Gadis itu memandang heran. Matanya yang agak kemerahan karena tangis itu agak terbelalak dan Hay Hay memandang kagum. Indahnya mata itu!
"Taihiap, aneh sekali pertanyaanmu itu. Tentu saja yang kutangisi, adalah tiga orang suheng yang tewas itu, semua saudara seperguruanku yang telah tewas oleh para penjahat Kim-lian-pang!"
"Kenapa menangisi mereka yang sudah mati? Apakah kalau ditangisi, mereka akan merasa senang di sana ataukah kalau disedihkan, mereka akan hidup kembali?"
Gadis itu semakin terkejut dan heran.
"Tentu saja tidak! Pertanyaanmu sungguh aneh sekali, Taihiap. Orang di seluruh dunia ini tentu akan bersedih dan menangis kalau kematian orang-orang yang dekat dengan mereka!"
"Ah, jadi kalau begitu engkau bersedih dan menangis karena umum melakukannya? Jadi tangismu itu hanya ikut-ikutan saja? Mari kita bicara tentang kesedihanmu, perasaanmu sendiri, bukan kesedihan orang-orang lain, nona yang baik. Nah, mari kita selidiki. Apakah engkau bersedih untuk mereka? Rasanya tidak mungkin. Mereka telah mati dan engkau tidak tahu keadaan mereka. Yang jelas, mereka tidak menderita lagi dan tidak ada alasan untuk mengasihani mereka. Bahkan, mereka itu mati sebagai orang-orang gagah, sebagai pendekar yang menentang kejahatan. Sepantasnya engkau malah bangga dengan kematian mereka, bukan berduka. Tidakkah benar demikian, nona!"
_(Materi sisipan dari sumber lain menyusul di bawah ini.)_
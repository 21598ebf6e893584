//! Completion streaming trait.

use std::pin::Pin;

use async_trait::async_trait;
use futures::Stream;
use serde::{Deserialize, Serialize};

use crate::error::Result;

/// One incremental piece of generated text.
///
/// Fragments are ordered and consumed exactly once; the fragment with
/// `is_final` set marks the end of the stream.
#[derive(Debug, Clone, Serialize, Deserialize, PartialEq, Eq)]
pub struct CompletionFragment {
    /// The generated text delta (may be empty on the final fragment).
    pub text: String,
    /// Whether this is the last fragment of the completion.
    pub is_final: bool,
}

impl CompletionFragment {
    /// An intermediate fragment carrying `text`.
    pub fn delta(text: impl Into<String>) -> Self {
        Self { text: text.into(), is_final: false }
    }

    /// A final fragment carrying `text` (possibly empty).
    pub fn last(text: impl Into<String>) -> Self {
        Self { text: text.into(), is_final: true }
    }
}

/// A lazy, cancellable sequence of completion fragments.
///
/// Dropping the stream cancels the completion and releases whatever
/// resources (connections, response bodies) back it.
pub type CompletionStream = Pin<Box<dyn Stream<Item = Result<CompletionFragment>> + Send>>;

/// A token-streaming completion service.
///
/// Implementations wrap a specific LLM backend (Groq, OpenAI-compatible
/// servers, a local model) and return fragments in generation order.
#[async_trait]
pub trait CompletionModel: Send + Sync {
    /// Backend or model name, used in log and error messages.
    fn name(&self) -> &str;

    /// Start a streamed completion for the assembled prompt.
    async fn stream(&self, prompt: &str) -> Result<CompletionStream>;
}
"Aku... aku tidak tahu... aku menjadi bingung. Rasanya... pendapatmu itu benar, akan tetapi tak mungkin aku berbangga dan tidak berduka. Orang-orang akan menganggap aku tidak wajar..."
"Justeru sebaliknya! Tangismu ini, kalau kau katakan untuk menangisi mereka yang mati, sama sekali tidak wajar bahkan pura-pura! Mari kita membuka mata melihat kenyataan, nona. Coba jenguk perasaan hatimu sendiri. Lihat baik-baik apa yang kau rasakan. Benarkah engkau menangis dan bersedih karena kasihan kepada mereka yang mati? Ataukah engkau bersedih dan menangis untuk dirimu sendiri, karena engkau merasa kehilangan dan merasa kasihan kepada dirimu sendiri? Beranikanlah hatimu dan amatilah baik-baik!"
Gadis itu tertegun. Selama hidupnya, baru sekali ini ia mendengar pendapat yang seperti itu. Bukan, bukan pendapat, melainkan pembukaan kenyataan yang tidak dapat ia bantah lagi. Memang benar, ia menangis dan berduka karena merasa kasihan kepada dirinya sendiri, kepada nasib dirinya, sama sekali bukan menangisi mereka yang mati. Ia berduka karena ia kehilangan saudara dan sahabat baik, karena ia merasa ditinggalkan. Hal ini sekarang nampak jelas.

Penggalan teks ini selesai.